Once upon a time, Daniel Berman was the finance director of [email protected] LLC, a subsidiary of the publicly-traded WPP Group USA, Inc.  He did not find a handsome prince or princess there.  According to the allegations of a complaint he later filed, Berman discovered various practices at Neo that amounted to accounting fraud. He also alleged that these practices violated GAAP, Sarbanes-Oxley, and Dodd-Frank, and that he had reported these violations internally.  A senior officer at Neo became angry with Berman, and he was terminated as a result of his “whistleblower” activities in April 2013. In August 2013 he reported his allegations to the WPP Audit Committee.  In October 2013, after the limitations period on one of his Sarbanes-Oxley claims had ended, he provided information to the SEC.  In January 2014, Berman sued Neo and WPP, alleging that he was discharged in violation of the whistleblower protection provisions of section 21F of Dodd-Frank and in breach of his employment contract.
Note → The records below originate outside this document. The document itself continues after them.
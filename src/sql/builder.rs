//! Expression builders - one pure function per SQL clause.
//!
//! Each builder renders its fragment as a [`TokenStream`]; the compiler
//! assembles them in the fixed clause order. Builders never do I/O and
//! never mutate the configuration, so compilation is deterministic and safe
//! to run concurrently.

use std::collections::HashMap;

use serde_json::Value;

use crate::error::{CompileError, CompileResult};
use crate::model::{
    Aggregation, CompareOp, Connective, DataType, FieldConfiguration, FilterConfiguration,
    FilterOperator, JoinConfiguration, JoinType, OrderConfiguration, QueryConfiguration, SortDir,
};
use crate::sql::dialect::{Dialect, SqlDialect};
use crate::sql::ident;
use crate::sql::token::{Token, TokenStream};
use crate::sql::value::{format_as_string, format_value};

// =============================================================================
// Field references
// =============================================================================

/// Render one field as it appears outside the SELECT list (no alias).
///
/// Raw expressions win over everything; aggregations wrap the qualified
/// reference; otherwise the plain qualified reference is emitted.
pub fn field_reference(field: &FieldConfiguration, dialect: Dialect) -> CompileResult<TokenStream> {
    if let Some(expression) = &field.expression {
        let mut ts = TokenStream::new();
        ts.push(Token::Raw(expression.clone()));
        return Ok(ts);
    }

    match field.aggregation {
        Some(agg) => aggregate_reference(field, agg, dialect),
        None => plain_reference(field),
    }
}

fn plain_reference(field: &FieldConfiguration) -> CompileResult<TokenStream> {
    let mut ts = TokenStream::new();
    if let Some(schema) = &field.schema {
        ts.push(ident::ident(schema)?).push(Token::Dot);
    }
    ts.push(ident::ident(&field.table)?)
        .push(Token::Dot)
        .push(ident::ident(&field.field)?);
    Ok(ts)
}

fn aggregate_reference(
    field: &FieldConfiguration,
    agg: Aggregation,
    dialect: Dialect,
) -> CompileResult<TokenStream> {
    let mut ts = TokenStream::new();
    ts.push(Token::FunctionName(agg.function_name().into()));
    ts.lparen();

    match agg {
        // COUNT(*) is the one place a wildcard bypasses identifier escaping.
        Aggregation::Count if field.field == "*" => {
            ts.push(Token::Star);
        }
        Aggregation::Count => {
            ts.append(&plain_reference(field)?);
        }
        Aggregation::CountDistinct => {
            ts.push(Token::Distinct).space();
            ts.append(&plain_reference(field)?);
        }
        Aggregation::Concat => {
            ts.append(&plain_reference(field)?);
            // GROUP_CONCAT has a default separator; STRING_AGG requires one.
            if dialect.remap_function("STRING_AGG").is_none() {
                ts.comma().space().push(Token::LitString(",".into()));
            }
        }
        Aggregation::Sum | Aggregation::Avg | Aggregation::Min | Aggregation::Max => {
            ts.append(&plain_reference(field)?);
        }
    }

    ts.rparen();
    Ok(ts)
}

// =============================================================================
// SELECT
// =============================================================================

/// Render the SELECT clause, one aliased item per field.
///
/// `top` carries the dialect's TOP limit when the compiler decided the
/// pagination is satisfied in the SELECT clause itself.
pub fn select_clause(
    fields: &[FieldConfiguration],
    top: Option<u64>,
    dialect: Dialect,
) -> CompileResult<TokenStream> {
    let mut ts = TokenStream::new();
    ts.push(Token::Select);

    if let Some(n) = top {
        ts.space().push(Token::Top).space().push(Token::LitInt(n as i64));
    }

    for (i, field) in fields.iter().enumerate() {
        if i > 0 {
            ts.comma();
        }
        ts.space();
        ts.append(&field_reference(field, dialect)?);
        ts.space()
            .push(Token::As)
            .space()
            .push(ident::ident(&field.alias)?);
    }

    Ok(ts)
}

// =============================================================================
// FROM / JOIN
// =============================================================================

/// Render the FROM clause from a `"table"` or `"schema.table"` entry.
pub fn from_clause(table: &str) -> CompileResult<TokenStream> {
    let mut ts = TokenStream::new();
    ts.push(Token::From)
        .space()
        .push(ident::table_reference(table)?);
    Ok(ts)
}

/// Render all JOIN clauses, one per line, conditions conjoined with AND.
pub fn join_clauses(joins: &[JoinConfiguration]) -> CompileResult<TokenStream> {
    let mut ts = TokenStream::new();

    for (i, join) in joins.iter().enumerate() {
        if i > 0 {
            ts.newline();
        }

        match join.join_type {
            JoinType::Inner => ts.push(Token::Inner),
            JoinType::Left => ts.push(Token::Left),
            JoinType::Right => ts.push(Token::Right),
            JoinType::Full => ts.push(Token::Full).space().push(Token::Outer),
        };
        ts.space().push(Token::Join).space();
        ts.push(ident::qualified(
            join.right.schema.as_deref(),
            &join.right.table,
        )?);
        ts.space().push(Token::On).space();

        if join.conditions.is_empty() {
            return Err(CompileError::InvalidConfiguration(format!(
                "join on table '{}' has no conditions",
                join.right.table
            )));
        }

        for (c, cond) in join.conditions.iter().enumerate() {
            if c > 0 {
                ts.space().push(Token::And).space();
            }
            ts.push(ident::qualified(
                join.left.schema.as_deref(),
                &join.left.table,
            )?)
            .push(Token::Dot)
            .push(ident::ident(&cond.left_column)?);
            ts.space().push(compare_token(cond.operator)).space();
            ts.push(ident::qualified(
                join.right.schema.as_deref(),
                &join.right.table,
            )?)
            .push(Token::Dot)
            .push(ident::ident(&cond.right_column)?);
        }
    }

    Ok(ts)
}

fn compare_token(op: CompareOp) -> Token {
    match op {
        CompareOp::Eq => Token::Eq,
        CompareOp::Ne => Token::Ne,
        CompareOp::Lt => Token::Lt,
        CompareOp::Lte => Token::Lte,
        CompareOp::Gt => Token::Gt,
        CompareOp::Gte => Token::Gte,
    }
}

// =============================================================================
// WHERE / HAVING
// =============================================================================

/// Render a filter list (used for both WHERE and HAVING).
///
/// A filter's connective belongs to the predicate that precedes it: it is
/// appended after that filter's own condition when more filters follow,
/// defaulting to AND.
pub fn filter_list(
    filters: &[FilterConfiguration],
    parameters: &HashMap<String, Value>,
    dialect: Dialect,
) -> CompileResult<TokenStream> {
    let mut ts = TokenStream::new();

    for (i, filter) in filters.iter().enumerate() {
        if i > 0 {
            ts.space();
        }
        ts.append(&filter_condition(filter, parameters, dialect)?);

        if i + 1 < filters.len() {
            ts.space().push(match filter.connective.unwrap_or_default() {
                Connective::And => Token::And,
                Connective::Or => Token::Or,
            });
        }
    }

    Ok(ts)
}

fn filter_condition(
    filter: &FilterConfiguration,
    parameters: &HashMap<String, Value>,
    dialect: Dialect,
) -> CompileResult<TokenStream> {
    // Parameter-bound filters resolve their value at compile time; a missing
    // parameter behaves like an absent value (SQL NULL).
    let resolved: Option<&Value> = if filter.is_parameter {
        filter
            .parameter_name
            .as_deref()
            .and_then(|name| parameters.get(name))
    } else {
        filter.value.as_ref()
    };

    let mut ts = field_reference(&filter.field, dialect)?;
    let data_type = filter.field.data_type;

    match filter.operator {
        FilterOperator::Equals => {
            ts.space().push(Token::Eq).space();
            ts.push(format_value(resolved, data_type));
        }
        FilterOperator::NotEquals => {
            ts.space().push(Token::Ne).space();
            ts.push(format_value(resolved, data_type));
        }
        FilterOperator::GreaterThan => {
            ts.space().push(Token::Gt).space();
            ts.push(format_value(resolved, data_type));
        }
        FilterOperator::GreaterThanOrEqual => {
            ts.space().push(Token::Gte).space();
            ts.push(format_value(resolved, data_type));
        }
        FilterOperator::LessThan => {
            ts.space().push(Token::Lt).space();
            ts.push(format_value(resolved, data_type));
        }
        FilterOperator::LessThanOrEqual => {
            ts.space().push(Token::Lte).space();
            ts.push(format_value(resolved, data_type));
        }
        FilterOperator::Between => {
            let (start, end) = between_bounds(resolved);
            ts.space().push(Token::Between).space();
            ts.push(format_value(start, data_type));
            ts.space().push(Token::And).space();
            ts.push(format_value(end, data_type));
        }
        FilterOperator::In => {
            match resolved {
                Some(Value::Array(items)) if items.is_empty() => {
                    // `IN ()` is invalid SQL; an empty list matches nothing.
                    ts = TokenStream::new();
                    ts.push(Token::LitInt(1))
                        .space()
                        .push(Token::Eq)
                        .space()
                        .push(Token::LitInt(0));
                }
                Some(Value::Array(items)) => {
                    ts.space().push(Token::In).space().lparen();
                    for (i, item) in items.iter().enumerate() {
                        if i > 0 {
                            ts.comma().space();
                        }
                        ts.push(format_value(Some(item), data_type));
                    }
                    ts.rparen();
                }
                other => {
                    // Scalar degenerates to a single-element list.
                    ts.space().push(Token::In).space().lparen();
                    ts.push(format_value(other, data_type));
                    ts.rparen();
                }
            }
        }
        FilterOperator::Like => {
            ts.space().push(Token::Like).space();
            ts.push(wildcard(resolved, "%", "%"));
        }
        FilterOperator::StartsWith => {
            ts.space().push(Token::Like).space();
            ts.push(wildcard(resolved, "", "%"));
        }
        FilterOperator::EndsWith => {
            ts.space().push(Token::Like).space();
            ts.push(wildcard(resolved, "%", ""));
        }
        FilterOperator::IsNull => {
            ts.space().push(Token::IsNull);
        }
        FilterOperator::IsNotNull => {
            ts.space().push(Token::IsNotNull);
        }
    }

    Ok(ts)
}

fn between_bounds(value: Option<&Value>) -> (Option<&Value>, Option<&Value>) {
    match value {
        Some(Value::Object(map)) => (map.get("start"), map.get("end")),
        Some(Value::Array(items)) => (items.first(), items.get(1)),
        _ => (None, None),
    }
}

/// Wildcarding always forces string-style quoting, whatever the field's
/// declared type.
fn wildcard(value: Option<&Value>, prefix: &str, suffix: &str) -> Token {
    let text = value.map(format_as_string).unwrap_or_default();
    Token::LitString(format!("{}{}{}", prefix, text, suffix))
}

// =============================================================================
// GROUP BY
// =============================================================================

/// Compute the GROUP BY references for a configuration.
///
/// SQL requires every non-aggregated selected column to appear in GROUP BY,
/// so when any field is aggregated, every other plain field is grouped
/// automatically; explicit groupBy entries are merged in afterwards. Both
/// sets are deduplicated by rendered reference. With no aggregation at all,
/// no GROUP BY is emitted.
pub fn group_by_references(
    config: &QueryConfiguration,
    dialect: Dialect,
) -> CompileResult<Vec<TokenStream>> {
    if !config.has_aggregation() {
        return Ok(vec![]);
    }

    let mut seen: Vec<String> = vec![];
    let mut refs: Vec<TokenStream> = vec![];

    let inferred = config.fields.iter().filter(|f| f.is_groupable());
    for field in inferred.chain(config.group_by.iter()) {
        let ts = if field.is_groupable() {
            plain_reference(field)?
        } else {
            field_reference(field, dialect)?
        };
        let rendered = ts.serialize(dialect);
        if !seen.contains(&rendered) {
            seen.push(rendered);
            refs.push(ts);
        }
    }

    Ok(refs)
}

/// Render the GROUP BY clause from precomputed references.
pub fn group_by_clause(refs: &[TokenStream]) -> TokenStream {
    let mut ts = TokenStream::new();
    ts.push(Token::GroupBy).space();
    for (i, group_ref) in refs.iter().enumerate() {
        if i > 0 {
            ts.comma().space();
        }
        ts.append(group_ref);
    }
    ts
}

// =============================================================================
// ORDER BY
// =============================================================================

/// Render the ORDER BY clause.
///
/// Entries sort ascending by priority before rendering; the sort is stable,
/// so ties keep input order. Aggregated order fields render through the same
/// aggregate logic as SELECT items.
pub fn order_by_clause(
    order_by: &[OrderConfiguration],
    dialect: Dialect,
) -> CompileResult<TokenStream> {
    let mut entries: Vec<&OrderConfiguration> = order_by.iter().collect();
    entries.sort_by_key(|o| o.priority);

    let mut ts = TokenStream::new();
    ts.push(Token::OrderBy).space();
    for (i, entry) in entries.iter().enumerate() {
        if i > 0 {
            ts.comma().space();
        }
        ts.append(&field_reference(&entry.field, dialect)?);
        ts.space().push(match entry.direction {
            SortDir::Asc => Token::Asc,
            SortDir::Desc => Token::Desc,
        });
    }

    Ok(ts)
}

/// Synthesize the default ordering required by OFFSET pagination on
/// dialects that demand one: the first selected field ascending, or the
/// `(SELECT NULL)` placeholder when there are no fields to order by.
pub fn default_order_by(
    fields: &[FieldConfiguration],
    dialect: Dialect,
) -> CompileResult<TokenStream> {
    let mut ts = TokenStream::new();
    ts.push(Token::OrderBy).space();

    match fields.first() {
        Some(field) => {
            ts.append(&field_reference(field, dialect)?);
            ts.space().push(Token::Asc);
        }
        None => {
            // Syntactically valid but non-deterministic; pagination over an
            // unordered set can repeat or skip rows between pages.
            ts.lparen()
                .push(Token::Select)
                .space()
                .push(Token::Null)
                .rparen();
        }
    }

    Ok(ts)
}

// =============================================================================
// Tests
// =============================================================================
Berman eventually provided his information to the SEC, so under Dodd-Frank Section 21F(b) he is eligible to collect an award from the Commission if that information leads to a successful enforcement action.  But is Berman protected by Dodd-Frank’s anti-retaliation provisions even though he didn’t give his information to the SEC until after he was fired?  Last Thursday, the Second Circuit said yes.

Statutory Provisions

Section 21F(a)(6) defines a “whistleblower” as “any individual who provides . . . information relating to a violation of the securities laws to the Commission . . . .”  Section 21F(h)(1)(A) provides:

(A) In General – No employer may discharge, demote, suspend, threaten, harass, directly or indirectly, or in any other manner discriminate against, a whistleblower in the terms and conditions of employment because of any lawful act done by the whistleblower–

(i) in providing information to the Commission in accordance with this section;

(ii) in initiating, testifying in, or assisting in any investigation or judicial or administrative action of the Commission based upon or related to such information; or

(iii) in making disclosures that are required or protected under the Sarbanes-Oxley Act of 2002 (U.S.C. 7201 et seq.), this chapter [i.e., the Exchange Act], including section 78j-1(m) of this title [i.e., Section 10A(m) of the Exchange Act], section 1513(e) of Title 18, and any other law, rule, or regulation subject to the jurisdiction of the Commission.

Judge Jacobs’s Dissent

It might make sense to look at Judge Jacobs’s dissent first.  For him, the statutory provisions quoted above say what they say, and he doesn’t need much more to complete his analysis.  Which is this: because Berman didn’t report his information to the Commission before his termination in April 2013, he was not a “whistleblower” under Section 21F(a)(6).  And if he’s not a whistleblower, then his employer may, in fact, discharge, demote, suspend, threaten, harass, or in any manner discriminate against him because of his lawful acts in making his internal reports of potential securities law violations.  As unattractive as the result might be, this analysis has a simplicity that’s hard to ignore.

The Majority Opinion

Still, the SEC wants its whistleblower program to be robust.  And it doesn’t want employers to retaliate against employees when they report securities violations internally before reporting them to the SEC, as its rules generally encourage people to do.  Seeking to prevent that from happening, the SEC passed Rule 21F-2(b)(1), which says, among other things, “The anti-retaliation protections apply whether or not you satisfy the requirements, procedures and conditions to qualify for an award.”  And just last month the SEC issued an interpretive release “to clarify that, for purposes of the employment retaliation protections provided by Section 21F . . . , an individual’s status as a whistleblower does not depend on adherence to the reporting procedures specified in Exchange Act Rule 21F-9(a) [specifying procedures to be followed to qualify for a whistleblower award], but is determined solely by the terms of Exchange Act Rule 21F-2(b)(1).”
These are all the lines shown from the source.